Dadas las complicadas condiciones económicas de los últimos seis años, la oferta de estos procesos es todavía muy reducida, con no más de una docena de imprentas ofreciendo el proceso, pero sus costos unitarios deberán atraer pronto una demanda suficiente para incitar a los impresores a invertir en equipo nuevo.

La última frontera tecnológica: el uso de redes de cómputo, locales para procesos de trabajo en grupo, y remotas como Internet para promoción y distribución, tardará todavía más en adoptarse de manera generalizada, puesto que no refleja a corto plazo ningún ahorro en los costos de producción, y por ahora parece representar simplemente un gasto. Recuerdo vivamente el alivio reflejado en los editores mexicanos que regresaban de la Feria del Libro de Frankfurt al comentar cómo había disminuido la cantidad de discos compactos presentes en las exhibiciones de 1993 y 1994.
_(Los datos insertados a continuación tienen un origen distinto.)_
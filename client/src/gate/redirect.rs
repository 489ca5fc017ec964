//! Redirect timer lifecycle for a mounted gate.
//!
//! DESIGN
//! ======
//! The guard remembers the last decision it observed. A timer is armed only
//! on a transition into a denied state; observing the same denial again is a
//! no-op even after the timer has fired. Leaving the denied state, switching
//! to a different redirect, tearing down, or dropping the guard cancels the
//! pending timer.

#[cfg(test)]
#[path = "redirect_test.rs"]
mod redirect_test;

use super::policy::GateDecision;
use super::scheduler::RedirectScheduler;

pub struct RedirectGuard<S: RedirectScheduler> {
    scheduler: S,
    last: Option<GateDecision>,
    pending: Option<S::Pending>,
    closed: bool,
}

impl<S: RedirectScheduler> RedirectGuard<S> {
    pub fn new(scheduler: S) -> Self {
        Self { scheduler, last: None, pending: None, closed: false }
    }

    /// Feed the latest decision. `navigate` is only invoked if this call arms
    /// a timer and that timer later fires.
    pub fn observe<N>(&mut self, decision: &GateDecision, navigate: N)
    where
        N: FnOnce(&str) + 'static,
    {
        if self.closed || self.last.as_ref() == Some(decision) {
            return;
        }
        self.last = Some(decision.clone());
        if self.pending.take().is_some() {
            log::debug!("pending gate redirect cancelled");
        }

        if let GateDecision::DenyWithRedirect(redirect) = decision {
            let target = redirect.target.clone();
            log::info!("gate denied; redirecting to {target} in {:?}", redirect.delay);
            let fire = Box::new(move || navigate(&target));
            self.pending = Some(self.scheduler.schedule(redirect.delay, fire));
        }
    }

    /// Whether a timer was armed and has not been cancelled. A timer that
    /// already fired still counts until the guard observes a new state.
    pub fn is_armed(&self) -> bool {
        self.pending.is_some()
    }

    /// Cancel any pending redirect and ignore later observations. Called when
    /// the host unmounts.
    pub fn teardown(&mut self) {
        self.closed = true;
        if self.pending.take().is_some() {
            log::debug!("gate torn down; pending redirect cancelled");
        }
    }
}
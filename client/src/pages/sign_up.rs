//! Sign-up page: name, email and password.

use leptos::prelude::*;
use leptos_router::NavigateOptions;
use leptos_router::components::A;
use leptos_router::hooks::use_navigate;

use crate::net::identity;
use crate::pages::auth_flow::{FieldInput, ServerError, complete_auth, prepare_submit};
use crate::routes::paths;
use crate::state::auth_form::{AuthForm, Field, FormAction};
use crate::state::session::use_session;
use crate::util::config::AppConfig;

const REQUIRED: [Field; 3] = [Field::Name, Field::Email, Field::Password];

#[component]
pub fn SignUpPage() -> impl IntoView {
    let session = use_session();
    let config = use_context::<AppConfig>().unwrap_or_default();
    let navigate = use_navigate();
    let form = RwSignal::new(AuthForm::default());

    let on_submit = move |ev: leptos::ev::SubmitEvent| {
        ev.prevent_default();
        let mut submitted = None;
        form.update(|f| submitted = prepare_submit(f, &REQUIRED));
        let Some(values) = submitted else {
            return;
        };

        let session = session.clone();
        let config = config.clone();
        let navigate = navigate.clone();
        leptos::task::spawn_local(async move {
            let result = identity::sign_up(&config, &values.name, values.email.trim(), &values.password).await;
            let mut done = false;
            form.update(|f| done = complete_auth(f, &session, result));
            if done {
                navigate(paths::HOME, NavigateOptions::default());
            }
        });
    };

    view! {
        <section class="auth-page">
            <form class="auth-card" on:submit=on_submit novalidate=true>
                <h1 class="auth-card__title">"Create your account"</h1>
                <p class="auth-card__subtitle">"Join us. It only takes a minute."</p>
                <ServerError form=form/>
                <FieldInput form=form field=Field::Name placeholder="Your full name"/>
                <FieldInput form=form field=Field::Email placeholder="you@example.com"/>
                <FieldInput form=form field=Field::Password placeholder="Choose a password"/>
                <label class="auth-toggle">
                    <input
                        type="checkbox"
                        prop:checked=move || form.with(|f| f.show_password)
                        on:change=move |_| form.update(|f| f.apply(FormAction::ToggleShowPassword))
                    />
                    "Show password"
                </label>
                <button class="auth-button" type="submit" disabled=move || form.with(|f| f.loading)>
                    {move || if form.with(|f| f.loading) { "Creating account..." } else { "Sign up" }}
                </button>
                <p class="auth-card__footer">
                    "Already have an account? " <A href=paths::SIGN_IN>"Sign in"</A>
                </p>
            </form>
        </section>
    }
}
Los discos compactos nunca penetraron en el mercado editorial mexicano, porque su producción representaba costos muy altos y difíciles de absorber en el pequeño mercado de los usuarios de computadoras en México y América Latina a mediados de la década. Casi toda la oferta de CD-ROM se limitó a traducir títulos producidos en inglés, y muchas editoriales importantes en este medio (Pearson, Bertelsmann y Dorling Kindersley, entre otras) han reducido sensiblemente su inversión.

Pero eso no significa un retroceso en el uso mundial de medios electrónicos, sino un cambio: pasar de invertir recursos en producir multimedia para discos compactos a producir páginas de Internet primero, y ahora usar la Red para distribuir materiales directamente al usuario final (que los editores aún gustan en llamar lector).

Fuente: Apuntes Diseño Editorial de la U de Londres.